The NBA has a bylaw that ownership stakes can be no less than 1% of the team, but Wade's financial investment in the franchise is not immediately clear.
Wade joins a small ownership group that includes Smith and his wife, Ashley; investor and Accel partner Ryan Sweeney; Atlassian co-founder Mike Cannon-Brookes; and the Miller family, which previously owned the team.
"Dwyane has had a chance to be part of so many different [ownership] groups if he wanted that," Smith told ESPN. "We've basically been in discussion from the time we closed on the team on how we can get this done. Like I run my tech business, you want the brightest people around.
"There is a broad picture here. It's much more than just basketball. This league is the biggest platform that there is, and we ran toward that. This isn't a league where we came in saying, 'Hey, this has gone somewhere we're not comfortable with.' This is actually what we signed up for. We're the newest ownership group. We're the youngest. Dwyane's a perfect fit.
"It wasn't like we wanted more partners; that wasn't what we were trying to do. I want to work with Dwyane on and off the court, on the business side, and so do our partners -- because of who he is as a human being and what he's accomplished. Those are the kinds of people you want around."
Wade didn't say whether he had significant conversations with Heat ownership surrounding a financial stake in the franchise where he spent 14-plus seasons of his career. He described his strong personal relationship with Smith and a shared vision for that business partnership as the driving force for securing the Jazz stake.

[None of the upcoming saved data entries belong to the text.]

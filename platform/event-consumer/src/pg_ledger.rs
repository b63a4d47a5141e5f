use async_trait::async_trait;
use chrono::{DateTime, Utc};
use sqlx::PgPool;
use uuid::Uuid;

use crate::ledger::{IdempotencyLedger, LedgerError, MarkOutcome};

/// Postgres-backed ledger over the `processed_events` table
///
/// The primary key `(consumer_name, event_id)` makes concurrent inserts from
/// independent replicas safe: exactly one row results.
#[derive(Clone, Debug)]
pub struct PgLedger {
    pool: PgPool,
}

impl PgLedger {
    pub fn new(pool: PgPool) -> Self {
        Self { pool }
    }

    /// Apply the embedded migrations for the ledger table
    pub async fn migrate(&self) -> Result<(), sqlx::migrate::MigrateError> {
        sqlx::migrate!("./db/migrations").run(&self.pool).await
    }

    /// Delete entries for `scope` processed before `cutoff`
    ///
    /// Only safe for ids the broker can no longer redeliver (older than the
    /// stream's max age).
    pub async fn purge_before(&self, scope: &str, cutoff: DateTime<Utc>) -> Result<u64, LedgerError> {
        let result = sqlx::query(
            "DELETE FROM processed_events WHERE consumer_name = $1 AND processed_at < $2",
        )
        .bind(scope)
        .bind(cutoff)
        .execute(&self.pool)
        .await?;

        Ok(result.rows_affected())
    }
}

#[async_trait]
impl IdempotencyLedger for PgLedger {
    async fn has_processed(&self, scope: &str, event_id: Uuid) -> Result<bool, LedgerError> {
        let exists = sqlx::query_scalar::<_, bool>(
            "SELECT EXISTS(SELECT 1 FROM processed_events WHERE consumer_name = $1 AND event_id = $2)",
        )
        .bind(scope)
        .bind(event_id)
        .fetch_one(&self.pool)
        .await?;

        Ok(exists)
    }

    async fn mark_processed(&self, scope: &str, event_id: Uuid) -> Result<MarkOutcome, LedgerError> {
        let result = sqlx::query(
            r#"
            INSERT INTO processed_events (consumer_name, event_id)
            VALUES ($1, $2)
            ON CONFLICT (consumer_name, event_id) DO NOTHING
            "#,
        )
        .bind(scope)
        .bind(event_id)
        .execute(&self.pool)
        .await?;

        if result.rows_affected() == 0 {
            Ok(MarkOutcome::AlreadyMarked)
        } else {
            Ok(MarkOutcome::Recorded)
        }
    }
}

"The respect I that I have for that [Heat] organization will not go anywhere, the love that I have for the [Heat] fans -- that goes nowhere," Wade told ESPN. "But this is about the next phase of my life as an investor, a businessman, an entrepreneur. For me, this is an opportunity to grow."
Heat owner Micky Arison on Twitter expressed disappointment that Wade didn't reconsider a stake in the Miami franchise after previous negotiations, adding that he wished Wade "good luck and much success with the Jazz."
Wade described a synergy to Smith's progressive vision of transforming the Jazz's success on the court -- including a league-leading 41-14 record -- into becoming a cultural leader in the community and state. Beyond Smith's lifelong love of the Jazz and basketball, his devotion to social causes made the organization an easy sell to Wade. Smith has dedicated a four-year college scholarship to an underserved student for every Jazz victory this season and partnered with Apple CEO Tim Cook to invest $4 million into the construction of eight Encircle homes, which provide safe-haven homes for LGBTQ youth and their families. Smith has embraced the Black Lives Matter movement, publicly supporting his players on those issues.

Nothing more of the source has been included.